If someone were to ask me about why I was often late, my most common answer would have been some variation of “I ran out of time.” Does this sound familiar? Additionally, I thought that arriving earlier than I needed was a waste of time. Why sit in the parking lot and do nothing for 15 minutes? Also, there’s a rush that can accompany sprinting out of the door at the last second.

I believe that I was into that rush for a while, at least subconsciously. Waiting until the last possible second generated an adrenaline release that accompanied the sudden, pressing flurry of activity, and that was something I enjoyed. Once I recognized that’s what was going on, it was time to address it.

And, surprisingly, all I did was create a simple pro and con list regarding my persistent tardiness.
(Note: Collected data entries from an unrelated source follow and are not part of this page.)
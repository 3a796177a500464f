// SPDX-License-Identifier: MIT

//! Command fetcher - run a program that prints the resource as JSON

use crate::settle::config::{CommandFetcherConfig, ID_PLACEHOLDER};
use crate::settle::error::SettleError;
use crate::wait::{FetchError, Fetcher};
use async_trait::async_trait;
use serde_json::Value;
use tokio::process::Command;

/// Runs `program args...` per fetch and decodes stdout as JSON
pub struct CommandFetcher {
    program: String,
    args: Vec<String>,
}

impl CommandFetcher {
    pub fn new(config: &CommandFetcherConfig) -> Self {
        Self {
            program: config.program.clone(),
            args: config.args.clone(),
        }
    }

    /// Arguments with `{id}` replaced by the resource id
    pub fn args_for(&self, resource_id: &str) -> Vec<String> {
        self.args
            .iter()
            .map(|a| a.replace(ID_PLACEHOLDER, resource_id))
            .collect()
    }

    async fn run(&self, resource_id: &str) -> Result<Value, SettleError> {
        let args = self.args_for(resource_id);
        log::debug!("Running {} {:?}", self.program, args);

        let output = Command::new(&self.program)
            .args(&args)
            .kill_on_drop(true)
            .output()
            .await?;

        if !output.status.success() {
            return Err(SettleError::Command {
                program: self.program.clone(),
                status: output.status.to_string(),
                stderr: String::from_utf8_lossy(&output.stderr).trim().to_string(),
            });
        }

        Ok(serde_json::from_slice(&output.stdout)?)
    }
}

#[async_trait]
impl Fetcher for CommandFetcher {
    type Resource = Value;

    async fn fetch(&self, resource_id: &str) -> Result<Value, FetchError> {
        Ok(self.run(resource_id).await?)
    }
}
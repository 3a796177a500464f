// SPDX-License-Identifier: MIT

pub mod settle;
pub mod wait;
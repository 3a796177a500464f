// SPDX-License-Identifier: MIT

//! YAML schema types for wait definition files

use serde::{Deserialize, Serialize};
use std::collections::BTreeMap;
use std::time::Duration;

use crate::wait::{ConditionSet, WaitError, WaitSettings};

fn default_timeout_secs() -> u64 {
    crate::wait::DEFAULT_TIMEOUT.as_secs()
}

fn default_poll_interval_secs() -> u64 {
    crate::wait::DEFAULT_POLL_INTERVAL.as_secs()
}

/// Top-level wait definition
#[derive(Debug, Clone, Deserialize, Serialize)]
pub struct WaitDefinition {
    /// How to fetch a resource by id
    pub fetcher: FetcherConfig,
    /// Maximum time to wait per resource, in seconds
    #[serde(default = "default_timeout_secs")]
    pub timeout_secs: u64,
    /// Time between fetches, in seconds
    #[serde(default = "default_poll_interval_secs")]
    pub poll_interval_secs: u64,
    /// Resource ids to wait for
    #[serde(default)]
    pub resources: Vec<String>,
    /// Conditions every resource must satisfy
    #[serde(default)]
    pub conditions: ConditionSet,
}

impl WaitDefinition {
    pub fn settings(&self) -> Result<WaitSettings, WaitError> {
        WaitSettings::new(
            Duration::from_secs(self.timeout_secs),
            Duration::from_secs(self.poll_interval_secs),
        )
    }
}

/// Fetcher selection, tagged by `kind`
#[derive(Debug, Clone, Deserialize, Serialize, PartialEq)]
#[serde(tag = "kind", rename_all = "lowercase")]
pub enum FetcherConfig {
    Http(HttpFetcherConfig),
    Command(CommandFetcherConfig),
}

/// GET a JSON document from a URL template
#[derive(Debug, Clone, Deserialize, Serialize, PartialEq)]
pub struct HttpFetcherConfig {
    /// URL with an `{id}` placeholder
    pub url: String,
    /// Extra request headers
    #[serde(default)]
    pub headers: BTreeMap<String, String>,
    /// Environment variable holding a bearer token
    #[serde(default)]
    pub bearer_token_env: Option<String>,
    /// Per-request timeout in seconds
    #[serde(default)]
    pub request_timeout_secs: Option<u64>,
}

/// Run a program that prints the resource as JSON on stdout
#[derive(Debug, Clone, Deserialize, Serialize, PartialEq)]
pub struct CommandFetcherConfig {
    pub program: String,
    /// Arguments; `{id}` is replaced by the resource id
    #[serde(default)]
    pub args: Vec<String>,
}
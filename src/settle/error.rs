// SPDX-License-Identifier: MIT

//! Typed error handling for the settle CLI and its fetchers

use thiserror::Error;

use crate::wait::WaitError;

/// Top-level error type for settle-rs
#[derive(Debug, Error)]
pub enum SettleError {
    /// Configuration errors (invalid wait file, missing env vars)
    #[error("Configuration error: {0}")]
    Config(String),

    /// A wait ended without satisfying its conditions
    #[error(transparent)]
    Wait(#[from] WaitError),

    /// Remote API answered with a non-success status
    #[error("HTTP {status} from {url}: {body}")]
    Status {
        status: u16,
        url: String,
        body: String,
    },

    /// Fetch command exited unsuccessfully
    #[error("Command '{program}' failed ({status}): {stderr}")]
    Command {
        program: String,
        status: String,
        stderr: String,
    },

    /// I/O errors
    #[error(transparent)]
    Io(#[from] std::io::Error),

    /// JSON serialization/deserialization errors
    #[error(transparent)]
    Json(#[from] serde_json::Error),

    /// YAML parsing errors
    #[error(transparent)]
    Yaml(#[from] serde_yaml::Error),

    /// HTTP request errors
    #[error(transparent)]
    Http(#[from] reqwest::Error),

    /// Invalid URL template
    #[error(transparent)]
    Url(#[from] url::ParseError),
}

impl SettleError {
    /// Create a config error
    pub fn config(message: impl Into<String>) -> Self {
        Self::Config(message.into())
    }
}
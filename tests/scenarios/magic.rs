//! Spell casting and scroll scenarios

use chard::character::{Character, Item, ItemKind};
use serde_json::json;

use crate::harness::CharacterTest;

#[tokio::test]
async fn test_cast_known_spell() {
    // wizard level 1 starts with 15 mana
    let wizard = CharacterTest::start("wizard", 1, &[10]).await.unwrap();

    let result = wizard
        .act(
            "combat.cast_spell",
            json!({"spellName": "magic missile", "spellLevel": 2, "target": "orc"}),
        )
        .await;
    assert!(result.success, "{:?}", result.error);

    let value = serde_json::to_value(&result).unwrap();
    assert_eq!(value["manaCost"], 4);
    assert_eq!(value["manaRemaining"], 11);
    assert_eq!(wizard.sheet().await.character.mana.current, 11);
}

#[tokio::test]
async fn test_unknown_spell_costs_nothing() {
    let wizard = CharacterTest::start("wizard", 1, &[10]).await.unwrap();

    let result = wizard
        .act("combat.cast_spell", json!({"spell": "Fireball", "level": 1}))
        .await;
    assert!(!result.success);
    assert_eq!(result.error.as_deref(), Some("spell unknown: Fireball"));
    assert_eq!(wizard.sheet().await.character.mana.current, 15);
}

#[tokio::test]
async fn test_insufficient_mana() {
    let wizard = CharacterTest::start("wizard", 1, &[10]).await.unwrap();

    // 8 * 2 = 16 > 15
    let result = wizard
        .act("combat.cast_spell", json!({"spell": "Sleep", "level": 8}))
        .await;
    assert!(!result.success);
    assert!(result.error.unwrap().starts_with("insufficient mana"));
    assert_eq!(wizard.sheet().await.character.mana.current, 15);

    let result = wizard
        .act("combat.cast_spell", json!({"spell": "Sleep", "level": 7}))
        .await;
    assert!(result.success);
    assert_eq!(wizard.sheet().await.character.mana.current, 1);
}

#[tokio::test]
async fn test_scroll_bypasses_spell_list() {
    let mut wizard = Character::new("hero", "Hero", "wizard", 1);
    wizard.inventory.items.push(Item::scroll("s1", "Fireball", 3));
    let hero = CharacterTest::from_record(wizard, &[10]).await.unwrap();

    let result = hero
        .act("inventory.use_item", json!({"itemId": "s1", "target": "troll"}))
        .await;
    assert!(result.success, "{:?}", result.error);

    let value = serde_json::to_value(&result).unwrap();
    assert_eq!(value["effect"], "scroll");
    assert_eq!(value["consumed"], true);
    assert_eq!(value["spell"]["spell"], "Fireball");
    assert_eq!(value["spell"]["manaCost"], 6);

    let sheet = hero.sheet().await;
    assert_eq!(sheet.character.mana.current, 9);
    assert!(sheet.character.inventory.items.is_empty());
    // reading a scroll does not teach the spell
    assert!(!sheet.character.knows_spell("Fireball"));
}

#[tokio::test]
async fn test_scroll_still_needs_mana() {
    let mut fighter = Character::new("hero", "Hero", "fighter", 1);
    fighter.inventory.items.push(Item::scroll("s1", "Bless", 1));
    let hero = CharacterTest::from_record(fighter, &[10]).await.unwrap();

    let result = hero.act("inventory.use_item", json!({"itemId": "s1"})).await;
    assert!(!result.success);
    assert!(result.error.unwrap().starts_with("insufficient mana"));
    assert_eq!(hero.sheet().await.character.inventory.items.len(), 1);
}

#[tokio::test]
async fn test_blank_scroll_is_invalid() {
    let mut wizard = Character::new("hero", "Hero", "wizard", 1);
    wizard
        .inventory
        .items
        .push(Item::with_id("s1", "Blank Scroll", ItemKind::Scroll));
    let hero = CharacterTest::from_record(wizard, &[10]).await.unwrap();

    let result = hero.act("inventory.use_item", json!({"itemId": "s1"})).await;
    assert!(!result.success);

    let sheet = hero.sheet().await;
    assert_eq!(sheet.character.inventory.items.len(), 1);
    assert_eq!(sheet.character.mana.current, 15);
}
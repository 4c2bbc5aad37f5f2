//! Character data, rules formulas, and persisting state

mod model;
pub mod rules;
mod state;

pub use model::{
    AiSettings, Attributes, Character, CharacterInfo, CharacterSheet, CombatPhase, CombatStatus,
    DerivedStats, Direction, EquipSlot, Equipment, GameState, Health, Inventory, Item, ItemKind,
    Mana, Position, SessionInfo,
};
pub use rules::{ability_modifier, proficiency_bonus};
pub use state::CharacterState;
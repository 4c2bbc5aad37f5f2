//! Test harness: one character actor over an in-memory store with scripted dice

use std::sync::Arc;

use anyhow::Result;
use chard::actions::ActionResult;
use chard::actor::ActorBuilder;
use chard::character::{Character, CharacterSheet, GameState};
use chard::{CharacterHandle, DiceEngine, DispatchOutcome, EventAck, MemoryStore, Snapshot};
use serde_json::Value;

pub const SESSION_ID: &str = "test-session";

pub struct CharacterTest {
    pub store: Arc<MemoryStore>,
    pub handle: CharacterHandle,
}

impl CharacterTest {
    /// Spawn a character whose dice replay `faces` in order
    pub async fn start(class: &str, level: u32, faces: &[u32]) -> Result<Self> {
        let store = MemoryStore::shared();
        let builder = ActorBuilder::new(store.clone(), "hero")
            .defaults("Hero", class, level)
            .action_dice(DiceEngine::scripted(faces.to_vec()))
            .event_dice(DiceEngine::scripted(faces.to_vec()));
        Self::with_builder(store, builder).await
    }

    /// Spawn from a stored record, e.g. one carrying inventory
    pub async fn from_record(character: Character, faces: &[u32]) -> Result<Self> {
        let store = MemoryStore::shared();
        store.insert(Snapshot::capture(&character, 1)?);
        let builder = ActorBuilder::new(store.clone(), &character.id)
            .defaults(&character.name, &character.class, character.level)
            .action_dice(DiceEngine::scripted(faces.to_vec()));
        Self::with_builder(store, builder).await
    }

    pub async fn with_builder(store: Arc<MemoryStore>, builder: ActorBuilder) -> Result<Self> {
        let handle = builder.spawn().await?;
        handle
            .join_session(SESSION_ID, GameState::new(), Some("secret".to_string()))
            .await?;
        Ok(Self { store, handle })
    }

    pub async fn act(&self, action_type: &str, data: Value) -> ActionResult {
        self.handle
            .process(action_type, data)
            .await
            .expect("actor stopped")
    }

    pub async fn event(&self, event_type: &str, data: Value) -> EventAck {
        self.handle
            .dispatch(event_type, data)
            .await
            .expect("actor stopped")
            .expect("event errored")
    }

    pub async fn outcome(&self, event_type: &str, data: Value) -> DispatchOutcome {
        self.handle
            .dispatch_outcome(event_type, data)
            .await
            .expect("actor stopped")
    }

    pub async fn sheet(&self) -> CharacterSheet {
        self.handle.sheet().await.expect("actor stopped")
    }

    /// Put the character into its combat turn
    pub async fn begin_turn(&self) {
        self.event("combat.start", serde_json::json!({"initiative": 12}))
            .await;
        self.event("combat.turn", serde_json::json!({})).await;
    }
}
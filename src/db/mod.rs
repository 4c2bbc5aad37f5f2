//! SQLite database for character snapshots

use std::str::FromStr;

use anyhow::Result;
use sqlx::sqlite::{SqliteConnectOptions, SqliteJournalMode, SqlitePool, SqlitePoolOptions};
use tracing::info;

/// Schema steps, applied in order. `PRAGMA user_version` records how many
/// have run.
const MIGRATIONS: &[&str] = &[
    r#"
    CREATE TABLE IF NOT EXISTS characters (
        id TEXT PRIMARY KEY,
        version INTEGER NOT NULL,
        snapshot TEXT NOT NULL,
        saved_at TEXT NOT NULL,
        updated_at TEXT NOT NULL DEFAULT (datetime('now'))
    )
    "#,
    "CREATE INDEX IF NOT EXISTS idx_characters_updated ON characters(updated_at)",
];

/// Connection pool with the character schema applied
pub struct Database {
    pool: SqlitePool,
}

impl Database {
    /// Open (creating if needed) the database at `path`, or a private
    /// in-memory database when `path` is `None`
    pub async fn new(path: Option<&str>) -> Result<Self> {
        let options = match path {
            Some(p) => SqliteConnectOptions::from_str(&format!("sqlite:{}", p))?
                .create_if_missing(true)
                .journal_mode(SqliteJournalMode::Wal),
            None => SqliteConnectOptions::from_str("sqlite::memory:")?,
        };

        // every in-memory connection is a separate database
        let max_connections = if path.is_some() { 10 } else { 1 };

        let pool = SqlitePoolOptions::new()
            .max_connections(max_connections)
            .connect_with(options)
            .await?;

        let db = Self { pool };
        db.migrate().await?;

        Ok(db)
    }

    pub async fn in_memory() -> Result<Self> {
        Self::new(None).await
    }

    async fn migrate(&self) -> Result<()> {
        let (applied,): (i64,) = sqlx::query_as("PRAGMA user_version")
            .fetch_one(&self.pool)
            .await?;

        let pending = MIGRATIONS.iter().skip(applied.max(0) as usize);
        let mut version = applied;
        for statement in pending {
            sqlx::query(statement).execute(&self.pool).await?;
            version += 1;
            // PRAGMA takes no bind parameters
            sqlx::query(&format!("PRAGMA user_version = {}", version))
                .execute(&self.pool)
                .await?;
        }

        if version != applied {
            info!("Migrated character schema from v{} to v{}", applied, version);
        }
        Ok(())
    }

    pub fn pool(&self) -> &SqlitePool {
        &self.pool
    }

    pub async fn schema_version(&self) -> Result<i64> {
        let (version,): (i64,) = sqlx::query_as("PRAGMA user_version")
            .fetch_one(&self.pool)
            .await?;
        Ok(version)
    }

    pub async fn health_check(&self) -> Result<()> {
        sqlx::query("SELECT 1").execute(&self.pool).await?;
        Ok(())
    }
}
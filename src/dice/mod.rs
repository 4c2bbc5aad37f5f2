//! Dice rolling
//!
//! All randomness in the engine flows through a [`DiceSource`] so that tests
//! can replay fixed sequences:
//! - `ThreadRngDice`: thread-local RNG (default)
//! - `SeededDice`: reproducible RNG from a seed
//! - `ScriptedDice`: fixed sequence of faces

mod notation;

pub use notation::{parse_dice, DiceRoll, NotationError, MAX_DICE, MAX_SIDES};

use std::collections::VecDeque;

use rand::rngs::StdRng;
use rand::{Rng, SeedableRng};
use serde::{Deserialize, Serialize};

/// Source of single die faces
pub trait DiceSource: Send {
    /// Roll one die, returning a value in `1..=sides`
    fn roll_die(&mut self, sides: u32) -> u32;
}

/// Thread-local RNG source
#[derive(Debug, Default, Clone, Copy)]
pub struct ThreadRngDice;

impl DiceSource for ThreadRngDice {
    fn roll_die(&mut self, sides: u32) -> u32 {
        rand::rng().random_range(1..=sides.max(1))
    }
}

/// Seeded RNG source, reproducible across runs
#[derive(Debug, Clone)]
pub struct SeededDice {
    rng: StdRng,
}

impl SeededDice {
    pub fn new(seed: u64) -> Self {
        Self {
            rng: StdRng::seed_from_u64(seed),
        }
    }
}

impl DiceSource for SeededDice {
    fn roll_die(&mut self, sides: u32) -> u32 {
        self.rng.random_range(1..=sides.max(1))
    }
}

/// Fixed sequence of faces, cycled when exhausted.
///
/// Faces are clamped into `1..=sides` so a script written for a d20 stays
/// valid when a smaller die is rolled.
#[derive(Debug, Clone)]
pub struct ScriptedDice {
    faces: VecDeque<u32>,
}

impl ScriptedDice {
    pub fn new(faces: impl IntoIterator<Item = u32>) -> Self {
        let faces: VecDeque<u32> = faces.into_iter().collect();
        Self {
            faces: if faces.is_empty() {
                VecDeque::from([1])
            } else {
                faces
            },
        }
    }
}

impl DiceSource for ScriptedDice {
    fn roll_die(&mut self, sides: u32) -> u32 {
        let face = self.faces.pop_front().unwrap_or(1);
        self.faces.push_back(face);
        face.clamp(1, sides.max(1))
    }
}

/// Outcome of a roll: individual dice plus total
#[derive(Debug, Clone, PartialEq, Eq, Serialize, Deserialize)]
pub struct RollResult {
    pub rolls: Vec<u32>,
    pub modifier: i32,
    pub total: i32,
}

/// Rolls dice against an injected source
pub struct DiceEngine {
    source: Box<dyn DiceSource>,
}

impl std::fmt::Debug for DiceEngine {
    fn fmt(&self, f: &mut std::fmt::Formatter<'_>) -> std::fmt::Result {
        f.debug_struct("DiceEngine").finish_non_exhaustive()
    }
}

impl Default for DiceEngine {
    fn default() -> Self {
        Self::new(ThreadRngDice)
    }
}

impl DiceEngine {
    /// Create an engine over the given source
    pub fn new(source: impl DiceSource + 'static) -> Self {
        Self {
            source: Box::new(source),
        }
    }

    /// Reproducible engine for a seed
    pub fn seeded(seed: u64) -> Self {
        Self::new(SeededDice::new(seed))
    }

    /// Engine replaying a fixed sequence of faces
    pub fn scripted(faces: impl IntoIterator<Item = u32>) -> Self {
        Self::new(ScriptedDice::new(faces))
    }

    /// Roll `count` dice with `sides` faces and add `modifier`
    pub fn roll(&mut self, sides: u32, count: u32, modifier: i32) -> RollResult {
        let rolls: Vec<u32> = (0..count).map(|_| self.source.roll_die(sides)).collect();
        let sum = rolls.iter().fold(0u32, |acc, &r| acc.saturating_add(r));

        RollResult {
            rolls,
            modifier,
            total: i32::try_from(sum)
                .unwrap_or(i32::MAX)
                .saturating_add(modifier),
        }
    }

    /// Roll a parsed notation spec
    pub fn roll_spec(&mut self, spec: &DiceRoll) -> RollResult {
        self.roll(spec.sides, spec.count, spec.modifier)
    }

    /// Roll a single d20
    pub fn d20(&mut self) -> u32 {
        self.source.roll_die(20)
    }
}

/// Check if a d20 roll is a natural 20 (critical hit)
pub fn is_critical(roll: u32) -> bool {
    roll == 20
}

/// Check if a d20 roll is a natural 1 (critical fail)
pub fn is_fumble(roll: u32) -> bool {
    roll == 1
}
On the “pro” side (if you can call it that) was the thrill of adrenaline and the other reasons I already mentioned. The con side was much longer, and much more convincing: chronic stress, disappointing others, disrespecting others’ time, shoddy work, etc. With that in mind, I decided to be chronically early.

Ultimately, I discovered that being early can actually save you time. Here’s how:

  1. You have time to relax and prepare before an event. Arriving 15 minutes early isn’t a waste of 15 minutes, it’s a gain. Look over your papers. Review what you’re going to do or say in your head. Or, just sip your coffee or tea and breathe.
  2. Good things pop up. I’ve been in situations where someone has said to me, “Oh, since you’re early do you want to help me with something?” I was able to provide a little unexpected something extra to someone else, which they won’t forget.
  3. Bust out some email replies. When I pick up my daughter from ballet classes, I like to be a good 15 minutes early. The waiting room is quiet and cozy with lots of comfortable furniture — perfect for replying to a few email messages. Again, that’s 15 minutes gained, not wasted.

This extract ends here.